|Covance CEO Joe Herring, who will remain at the helm when Covance becomes a LabCorp subsidiary|
Under pressure from cuts in reimbursements and a general malaise for doctor-ordered diagnostics tests, LabCorp's ($LH) $6 billion cash and stock deal for contract drug development player Covance ($CVD) might be the right diversification prescription to ease a financial headache.
In a tumultuous 2013 that saw the diagnostics giant suffer through layoffs, restructuring, and lower demand for its tests based on insurance reimbursement challenges, the Burlington, NC-based company ended the year booking $5.81 billion in net sales, versus $5.67 billion in 2012. Still, net earnings for 2013 slipped to $575.4 million, down from $584.8 million in 2012. At the time, LabCorp gave guidance that growth for 2014 would be around 2%.

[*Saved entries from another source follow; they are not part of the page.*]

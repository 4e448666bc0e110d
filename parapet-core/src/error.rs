// Error types for the Parapet HTTP runtime

use crate::HttpResponse;
use thiserror::Error;

#[derive(Error, Debug)]
pub enum Error {
    #[error("HTTP error: {0}")]
    Http(String),

    #[error("Route not found: {0}")]
    RouteNotFound(String),

    #[error("Method not allowed: {0}")]
    MethodNotAllowed(String),

    #[error("Serialization error: {0}")]
    Serialization(String),

    #[error("Deserialization error: {0}")]
    Deserialization(String),

    #[error("Validation error: {0}")]
    Validation(String),

    #[error("Bad Request: {0}")]
    BadRequest(String),

    #[error("Unauthorized: {0}")]
    Unauthorized(String),

    #[error("Forbidden: {0}")]
    Forbidden(String),

    #[error("Internal server error: {0}")]
    Internal(String),

    #[error("IO error: {0}")]
    Io(#[from] std::io::Error),
}

impl Error {
    /// Get the HTTP status code for this error
    pub fn status_code(&self) -> u16 {
        match self {
            Error::RouteNotFound(_) => 404,
            Error::MethodNotAllowed(_) => 405,
            Error::Validation(_) | Error::Deserialization(_) | Error::BadRequest(_) => 400,
            Error::Unauthorized(_) => 401,
            Error::Forbidden(_) => 403,
            Error::Http(_) | Error::Serialization(_) | Error::Internal(_) | Error::Io(_) => 500,
        }
    }

    /// Stable machine-readable code used in JSON error bodies.
    pub fn error_code(&self) -> &'static str {
        match self {
            Error::RouteNotFound(_) => "not_found",
            Error::MethodNotAllowed(_) => "method_not_allowed",
            Error::Validation(_) => "validation_failed",
            Error::Deserialization(_) | Error::BadRequest(_) => "bad_request",
            Error::Unauthorized(_) => "unauthorized",
            Error::Forbidden(_) => "forbidden",
            Error::Http(_) | Error::Serialization(_) | Error::Internal(_) | Error::Io(_) => {
                "internal_error"
            }
        }
    }

    /// Check if this is a client error (4xx)
    pub fn is_client_error(&self) -> bool {
        (400..500).contains(&self.status_code())
    }

    /// Check if this is a server error (5xx)
    pub fn is_server_error(&self) -> bool {
        self.status_code() >= 500
    }

    /// Render the error as a `{ "error", "message" }` JSON response.
    ///
    /// Server errors never echo their internal message to the caller.
    pub fn into_response(self) -> HttpResponse {
        let status = self.status_code();
        let message = if self.is_server_error() {
            "Internal server error".to_string()
        } else {
            self.to_string()
        };
        let body = serde_json::json!({
            "error": self.error_code(),
            "message": message,
        });

        HttpResponse::new(status)
            .with_json(&body)
            .unwrap_or_else(|_| HttpResponse::internal_server_error())
    }
}

#[cfg(test)]
mod tests {
    use super::*;

    #[test]
    fn test_status_codes() {
        assert_eq!(Error::RouteNotFound("/x".into()).status_code(), 404);
        assert_eq!(Error::MethodNotAllowed("PUT /x".into()).status_code(), 405);
        assert_eq!(Error::Validation("email".into()).status_code(), 400);
        assert_eq!(Error::Forbidden("nope".into()).status_code(), 403);
        assert_eq!(Error::Internal("boom".into()).status_code(), 500);
    }

    #[test]
    fn test_client_and_server_classification() {
        assert!(Error::BadRequest("x".into()).is_client_error());
        assert!(!Error::BadRequest("x".into()).is_server_error());
        assert!(Error::Internal("x".into()).is_server_error());
    }

    #[test]
    fn test_into_response_hides_internal_details() {
        let response = Error::Internal("database password is hunter2".into()).into_response();
        assert_eq!(response.status, 500);

        let body: serde_json::Value = response.json().unwrap();
        assert_eq!(body["error"], "internal_error");
        assert_eq!(body["message"], "Internal server error");
    }

    #[test]
    fn test_into_response_client_error() {
        let response = Error::Validation("email is required".into()).into_response();
        assert_eq!(response.status, 400);

        let body: serde_json::Value = response.json().unwrap();
        assert_eq!(body["error"], "validation_failed");
        assert_eq!(body["message"], "Validation error: email is required");
    }
}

In September, the company announced it was buying personalized diagnostic test maker LipoScience ($LPDX) for $85 million in a deal seen as a gimme as the two are based in North Carolina and LipoScience gives LabCorp a much-needed boost in modernizing its diagnostic products offering.
Now comes the blockbuster Covance deal announced earlier this week, which positions LabCorp in the quickly growing CRO (contract research organization) sector as well as expand its central labs business and play off of Covance's reputation outside of the U.S.
"For LabCorp, the last few years have been challenging with regards to volume and price perspective," Michael Cherny, an analyst with Evercore ISI, told Reuters. "And so to diversify away to a more pharma-related customer base will help mitigate some of those risks in the long term."
Still, Bret Jones of Oppenheimer told the news service that cost savings which support the reasoning behind the deal seem to be longer term and lack a clear path.
As part of the deal, Covance gets to keep its CEO--Joe Herring--and its brand, albeit as a subsidiary. LabCorp Chairman and CEO David King will oversee the combined company.